Clone-advisor: recommending code tokens and clone methods with deep learning and information retrieval

PeerJ Comput Sci. 2021 Nov 9:7:e737. doi: 10.7717/peerj-cs.737. eCollection 2021.

Abstract

Software developers frequently reuse source code from repositories as it saves development time and effort. Code clones (similar code fragments) accumulated in these repositories represent often repeated functionalities and are candidates for reuse in an exploratory or rapid development. To facilitate code clone reuse, we previously presented DeepClone, a novel deep learning approach for modeling code clones along with non-cloned code to predict the next set of tokens (possibly a complete clone method body) based on the code written so far. The probabilistic nature of language modeling, however, can lead to code output with minor syntax or logic errors. To resolve this, we propose a novel approach called Clone-Advisor. We apply an information retrieval technique on top of DeepClone output to recommend real clone methods closely matching the predicted clone method, thus improving the original output by DeepClone.
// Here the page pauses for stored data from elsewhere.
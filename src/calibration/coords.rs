//! Coordinate conversion utilities.
//!
//! Points are stored as fractions of the primary screen, regions in absolute
//! screen pixels.

use crate::automation::config::{NormalizedPoint, ScreenRect};

/// Gets the current cursor position in screen coordinates.
#[cfg(windows)]
pub fn get_cursor_position() -> anyhow::Result<(i32, i32)> {
    use windows::Win32::Foundation::POINT;
    use windows::Win32::UI::WindowsAndMessaging::GetCursorPos;

    let mut pt = POINT::default();
    unsafe {
        GetCursorPos(&mut pt)?;
    }
    Ok((pt.x, pt.y))
}

/// Converts a screen point to fractions of the screen, rounded to 4 decimals
/// and clamped to 0.0-1.0.
pub fn normalize_point(point: (i32, i32), screen_size: (u32, u32)) -> NormalizedPoint {
    let fraction = |value: i32, extent: u32| {
        if extent == 0 {
            return 0.0;
        }
        let raw = (value as f64 / extent as f64).clamp(0.0, 1.0);
        (raw * 10_000.0).round() / 10_000.0
    };
    NormalizedPoint {
        x: fraction(point.0, screen_size.0),
        y: fraction(point.1, screen_size.1),
    }
}

/// Builds a rectangle from two opposite corners in any order.
///
/// Returns `None` when the rectangle has no area.
#[cfg_attr(not(windows), allow(dead_code))]
pub fn rect_from_corners(a: (i32, i32), b: (i32, i32)) -> Option<ScreenRect> {
    let width = (a.0 - b.0).unsigned_abs();
    let height = (a.1 - b.1).unsigned_abs();
    if width == 0 || height == 0 {
        return None;
    }
    Some(ScreenRect {
        x: a.0.min(b.0),
        y: a.1.min(b.1),
        width,
        height,
    })
}
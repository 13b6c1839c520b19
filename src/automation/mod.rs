//! Card purchase automation.
//!
//! This module provides:
//! - Configuration loading and the validated `BotConfig`
//! - The accept/reject evaluator
//! - The per-target purchase cycle and the run loop around it
//! - Input injection, start/stop hotkeys and the purchase log

pub mod actuator;
pub mod config;
pub mod controller;
pub mod evaluator;
pub mod hotkey;
pub mod input;
pub mod purchase_log;
pub mod state;

#[cfg(test)]
mod fakes;

pub use actuator::Workbench;
pub use config::{BotConfig, ConfigDocument};
pub use controller::Controller;
pub use hotkey::{spawn_hotkey_listener, START_KEY_NAME, STOP_KEY_NAME};
pub use input::InputDriver;
pub use purchase_log::PurchaseLog;
pub use state::RunStateCell;

#[cfg(windows)]
pub use input::SendInputDriver;
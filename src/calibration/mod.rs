//! Calibration of screen regions and click positions.
//!
//! The operator points at the screen and presses hotkeys; the picked value is
//! written back into config.json and reported as one JSON line.

pub mod coords;
pub mod state;
pub mod tool;
pub mod wizard;

pub use state::{CalibrationField, Pick};
pub use tool::{apply_pick, apply_recognized_name, failure_line, success_line};
pub use wizard::pick;
//! Mouse and keyboard input for UI automation.
//!
//! The shop ignores posted window messages, so input is injected with
//! SendInput. This moves the real cursor.

use anyhow::Result;

/// Pointer and key actions the purchase loop performs.
pub trait InputDriver {
    /// Screen size in pixels, used to scale normalized positions.
    fn screen_size(&self) -> (u32, u32);
    /// Moves the cursor to absolute screen pixels.
    fn move_to(&mut self, x: i32, y: i32) -> Result<()>;
    /// Left click at the current cursor position.
    fn click(&mut self) -> Result<()>;
    /// Presses and releases Escape.
    fn press_escape(&mut self) -> Result<()>;
}

/// Converts screen pixels to the 0-65535 range used by `MOUSEEVENTF_ABSOLUTE`.
#[cfg_attr(not(windows), allow(dead_code))]
pub fn to_absolute(x: i32, y: i32, screen_size: (u32, u32)) -> (i32, i32) {
    let (width, height) = screen_size;
    if width == 0 || height == 0 {
        return (0, 0);
    }
    let norm_x = (x as i64 * 65535) / width as i64;
    let norm_y = (y as i64 * 65535) / height as i64;
    (norm_x.clamp(0, 65535) as i32, norm_y.clamp(0, 65535) as i32)
}

#[cfg(windows)]
pub use self::send_input::SendInputDriver;

#[cfg(windows)]
mod send_input {
    use anyhow::{anyhow, Result};
    use std::time::Duration;

    use windows::Win32::UI::Input::KeyboardAndMouse::{
        SendInput, INPUT, INPUT_0, INPUT_KEYBOARD, INPUT_MOUSE, KEYBDINPUT, KEYBD_EVENT_FLAGS,
        KEYEVENTF_KEYUP, MOUSEEVENTF_ABSOLUTE, MOUSEEVENTF_LEFTDOWN, MOUSEEVENTF_LEFTUP,
        MOUSEEVENTF_MOVE, MOUSEINPUT, MOUSE_EVENT_FLAGS, VK_ESCAPE,
    };

    use super::{to_absolute, InputDriver};
    use crate::capture::primary_screen_size;

    /// Gap between button down and up so the game registers the press.
    const PRESS_HOLD: Duration = Duration::from_millis(50);

    pub struct SendInputDriver {
        screen_size: (u32, u32),
    }

    impl SendInputDriver {
        pub fn new() -> Self {
            Self {
                screen_size: primary_screen_size(),
            }
        }
    }

    impl InputDriver for SendInputDriver {
        fn screen_size(&self) -> (u32, u32) {
            self.screen_size
        }

        fn move_to(&mut self, x: i32, y: i32) -> Result<()> {
            let (norm_x, norm_y) = to_absolute(x, y, self.screen_size);
            send(mouse(norm_x, norm_y, MOUSEEVENTF_MOVE | MOUSEEVENTF_ABSOLUTE), "mouse move")
        }

        fn click(&mut self) -> Result<()> {
            send(mouse(0, 0, MOUSEEVENTF_LEFTDOWN), "mouse down")?;
            std::thread::sleep(PRESS_HOLD);
            send(mouse(0, 0, MOUSEEVENTF_LEFTUP), "mouse up")
        }

        fn press_escape(&mut self) -> Result<()> {
            send(key(KEYBD_EVENT_FLAGS(0)), "escape down")?;
            std::thread::sleep(PRESS_HOLD);
            send(key(KEYEVENTF_KEYUP), "escape up")
        }
    }

    fn mouse(dx: i32, dy: i32, flags: MOUSE_EVENT_FLAGS) -> INPUT {
        INPUT {
            r#type: INPUT_MOUSE,
            Anonymous: INPUT_0 {
                mi: MOUSEINPUT {
                    dx,
                    dy,
                    dwFlags: flags,
                    ..Default::default()
                },
            },
        }
    }

    fn key(flags: KEYBD_EVENT_FLAGS) -> INPUT {
        INPUT {
            r#type: INPUT_KEYBOARD,
            Anonymous: INPUT_0 {
                ki: KEYBDINPUT {
                    wVk: VK_ESCAPE,
                    dwFlags: flags,
                    ..Default::default()
                },
            },
        }
    }

    fn send(input: INPUT, what: &str) -> Result<()> {
        let sent = unsafe { SendInput(&[input], std::mem::size_of::<INPUT>() as i32) };
        if sent != 1 {
            return Err(anyhow!("SendInput rejected {}", what));
        }
        Ok(())
    }
}

#[cfg(test)]
mod tests {
    use super::*;

    #[test]
    fn test_to_absolute() {
        assert_eq!(to_absolute(0, 0, (1920, 1080)), (0, 0));
        assert_eq!(to_absolute(960, 540, (1920, 1080)), (32767, 32767));
        assert_eq!(to_absolute(1920, 1080, (1920, 1080)), (65535, 65535));
    }

    #[test]
    fn test_to_absolute_clamps() {
        assert_eq!(to_absolute(-10, 5000, (1920, 1080)), (0, 65535));
        assert_eq!(to_absolute(10, 10, (0, 0)), (0, 0));
    }
}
In this paper we have discussed and refined our previous work on DeepClone in much more detail. Moreover, we have quantitatively evaluated the performance and effectiveness of Clone-Advisor in clone method recommendation.

Keywords: Code clone; Code prediction; Code search; Deep learning; Information retrieval; Language modeling.

Grants and funding

This work was supported by the Prince Sultan University who paid the Article Processing Charges (APC) of this publication. The funders had no role in study design, data collection and analysis, decision to publish, or preparation of the manuscript.